Apprentissage contrastif des représentations des récepteurs des cellules T
Nouvelle percée dans la prédiction de la spécificité des récepteurs des cellules T (TCR) - Introduction du modèle SCEPTR
Contexte académique
Les récepteurs des cellules T (TCR) jouent un rôle crucial dans le système immunitaire. Ils déterminent la spécificité des réponses immunitaires en se liant aux peptides présentés par les complexes majeurs d’histocompatibilité (MHC). Comprendre les interactions entre les TCR et les complexes peptide-MHC (pMHC) est un défi majeur en immunologie.
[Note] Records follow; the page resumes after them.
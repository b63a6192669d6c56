//! Somewhat-homomorphic encryption over the integers.
//!
//! A bit `m` is encrypted under an odd secret `p` as `c = p·q + 2r + m` with
//! random `q` and small random `r`. Decryption is `(c mod p) mod 2`. Adding
//! ciphertexts XORs the plaintexts and multiplying them ANDs the plaintexts,
//! while the noise term `2r + m` grows. Ciphertexts are kept reduced modulo a
//! public multiple `x0 = p·q0` of the secret.
//!
//! Refreshing decrypts and re-encrypts with the secret key, so the context
//! must hold it. This is a demonstration scheme: parameters are far below
//! anything that would resist lattice or approximate-GCD attacks.

use std::fmt;

use num_bigint::BigUint;
use num_integer::Integer;
use num_traits::One;
use parking_lot::Mutex;
use rand_chacha::ChaCha20Rng;
use rand_chacha::rand_core::{RngCore, SeedableRng};
use thiserror::Error;

use crate::context::{CryptoContext, Gate};

/// Context string for deriving RNG seeds from passphrases.
const SEED_DERIVATION_CONTEXT: &str = "encvm 2026-10-19 integer context seed";

/// Parameters of the integer scheme.
#[derive(Debug, Clone, Copy, PartialEq, Eq)]
pub struct IntegerParams {
    /// Bit length of the encryption randomness `r`.
    pub noise_bits: u32,
    /// Bit length of the secret `p`.
    pub secret_bits: u32,
    /// Bit length of the public modulus `x0`.
    pub modulus_bits: u32,
}

impl Default for IntegerParams {
    fn default() -> Self {
        Self {
            noise_bits: 16,
            secret_bits: 512,
            modulus_bits: 2048,
        }
    }
}

impl IntegerParams {
    /// Checks that one AND of two fresh ciphertexts fits the noise budget and
    /// that the modulus is larger than the secret.
    pub fn validate(&self) -> Result<(), IntegerParamsError> {
        if self.noise_bits == 0 {
            return Err(IntegerParamsError::NoNoise);
        }

        // Two fresh operands carry noise_bits + 1 bits each.
        let required = 2 * (self.noise_bits + 1) + 1;
        if self.secret_bits < required {
            return Err(IntegerParamsError::SecretTooSmall {
                secret_bits: self.secret_bits,
                required,
            });
        }

        if self.modulus_bits <= self.secret_bits {
            return Err(IntegerParamsError::ModulusTooSmall {
                modulus_bits: self.modulus_bits,
                secret_bits: self.secret_bits,
            });
        }

        Ok(())
    }
}

/// Invalid [`IntegerParams`].
#[derive(Debug, Error, PartialEq, Eq)]
pub enum IntegerParamsError {
    /// Ciphertexts without randomness.
    #[error("noise_bits must be at least 1")]
    NoNoise,

    /// The secret cannot absorb even one AND of fresh ciphertexts.
    #[error("secret_bits is {secret_bits} but at least {required} are needed")]
    SecretTooSmall {
        /// Configured secret length.
        secret_bits: u32,
        /// Smallest workable secret length for the configured noise.
        required: u32,
    },

    /// The public modulus must be a proper multiple of the secret.
    #[error("modulus_bits ({modulus_bits}) must exceed secret_bits ({secret_bits})")]
    ModulusTooSmall {
        /// Configured modulus length.
        modulus_bits: u32,
        /// Configured secret length.
        secret_bits: u32,
    },
}

/// Ciphertext of one bit under the integer scheme.
#[derive(Clone, PartialEq, Eq)]
pub struct IntegerCiphertext(BigUint);

impl fmt::Debug for IntegerCiphertext {
    fn fmt(&self, f: &mut fmt::Formatter<'_>) -> fmt::Result {
        write!(f, "IntegerCiphertext({} bits)", self.0.bits())
    }
}

/// Integer-scheme context holding the secret, the public modulus and the
/// encryption RNG.
pub struct IntegerContext {
    params: IntegerParams,
    secret: BigUint,
    quotient_bound: BigUint,
    modulus: BigUint,
    rng: Mutex<ChaCha20Rng>,
}

impl fmt::Debug for IntegerContext {
    fn fmt(&self, f: &mut fmt::Formatter<'_>) -> fmt::Result {
        f.debug_struct("IntegerContext")
            .field("params", &self.params)
            .finish_non_exhaustive()
    }
}

impl IntegerContext {
    /// Generates keys from a 32-byte seed.
    pub fn new(params: IntegerParams, seed: [u8; 32]) -> Result<Self, IntegerParamsError> {
        Self::from_rng(params, ChaCha20Rng::from_seed(seed))
    }

    /// Generates keys from a passphrase, hashing it into the RNG seed.
    pub fn from_passphrase(
        params: IntegerParams,
        passphrase: &str,
    ) -> Result<Self, IntegerParamsError> {
        let seed = blake3::derive_key(SEED_DERIVATION_CONTEXT, passphrase.as_bytes());
        Self::new(params, seed)
    }

    /// Generates keys, keeping `rng` for subsequent encryptions.
    pub fn from_rng(
        params: IntegerParams,
        mut rng: ChaCha20Rng,
    ) -> Result<Self, IntegerParamsError> {
        params.validate()?;

        let quotient_bits = params.modulus_bits - params.secret_bits;
        let secret =
            random_bits(&mut rng, params.secret_bits) | top_bit(params.secret_bits) | BigUint::one();
        let quotient_bound = random_bits(&mut rng, quotient_bits) | top_bit(quotient_bits);
        let modulus = &secret * &quotient_bound;

        Ok(Self {
            params,
            secret,
            quotient_bound,
            modulus,
            rng: Mutex::new(rng),
        })
    }

    /// Returns the scheme parameters.
    pub fn params(&self) -> &IntegerParams {
        &self.params
    }
}

impl CryptoContext for IntegerContext {
    type Ciphertext = IntegerCiphertext;

    fn encrypt(&self, bit: bool) -> IntegerCiphertext {
        let mut rng = self.rng.lock();
        let q = random_below(&mut rng, &self.quotient_bound);
        let r = random_bits(&mut rng, self.params.noise_bits);

        // p·q < x0 - p and the noise term stays below p, so c < x0.
        IntegerCiphertext(&self.secret * q + (r << 1usize) + u32::from(bit))
    }

    fn decrypt(&self, ciphertext: &IntegerCiphertext) -> bool {
        (&ciphertext.0 % &self.secret).is_odd()
    }

    fn eval(&self, gate: Gate<'_, IntegerCiphertext>) -> IntegerCiphertext {
        let value = match gate {
            Gate::And(lhs, rhs) => (&lhs.0 * &rhs.0) % &self.modulus,
            Gate::Xor(lhs, rhs) => (&lhs.0 + &rhs.0) % &self.modulus,
            Gate::Not(input) => (&input.0 + 1u32) % &self.modulus,
        };
        IntegerCiphertext(value)
    }

    fn refresh(&self, ciphertext: &IntegerCiphertext) -> IntegerCiphertext {
        self.encrypt(self.decrypt(ciphertext))
    }

    fn fresh_noise(&self) -> u32 {
        self.params.noise_bits + 1
    }

    fn noise_budget(&self) -> u32 {
        // The secret has its top bit set, so anything below 2^(secret_bits-1)
        // is below p.
        self.params.secret_bits - 1
    }
}

fn top_bit(bits: u32) -> BigUint {
    BigUint::one() << (bits as usize - 1)
}

/// Uniform integer in `[0, 2^bits)`.
fn random_bits(rng: &mut ChaCha20Rng, bits: u32) -> BigUint {
    let len = bits.div_ceil(8) as usize;
    let mut bytes = vec![0u8; len];
    rng.fill_bytes(&mut bytes);

    let excess = len as u32 * 8 - bits;
    if let Some(top) = bytes.last_mut() {
        *top >>= excess;
    }

    BigUint::from_bytes_le(&bytes)
}

/// Uniform integer in `[0, bound)` by rejection sampling.
fn random_below(rng: &mut ChaCha20Rng, bound: &BigUint) -> BigUint {
    let bits = bound.bits() as u32;
    loop {
        let candidate = random_bits(rng, bits);
        if &candidate < bound {
            return candidate;
        }
    }
}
Bien que les technologies à haut débit aient fourni une quantité importante de données de séquences TCR, la prédiction précise de la capacité des TCR à se lier à des pMHC spécifiques reste un problème complexe. Actuellement, les modèles de langage protéique (PLMs) ont montré un potentiel important dans l’analyse de données à haut débit, mais leurs performances dans les tâches de prédiction de la spécificité des TCR sont décevantes, en particulier dans des contextes où les données sont limitées. Ainsi, la question de savoir comment exploiter efficacement les données non annotées de séquences TCR pour entraîner des modèles est devenue une clé pour résoudre ce problème.
Origine de l’article
Cet article a été coécrit par Yuta Nagano, Andrew G.T. Pyo, Martina Milighetti et d’autres auteurs issus de plusieurs institutions de renom, dont l’University College London et Princeton University. Il a été publié le 15 janvier 2025 dans la revue Cell Systems, sous le titre “Contrastive Learning of T Cell Receptor Representations”. L’étude propose un nouveau modèle de langage TCR appelé SCEPTR (Simple Contrastive Embedding of the Primary Sequence of T Cell Receptors), en introduisant une stratégie de pré-entraînement combinant l’apprentissage par contraste et le modélisation linguistique masquée (MLM), ce qui améliore significativement la précision de la prédiction de la spécificité des TCR.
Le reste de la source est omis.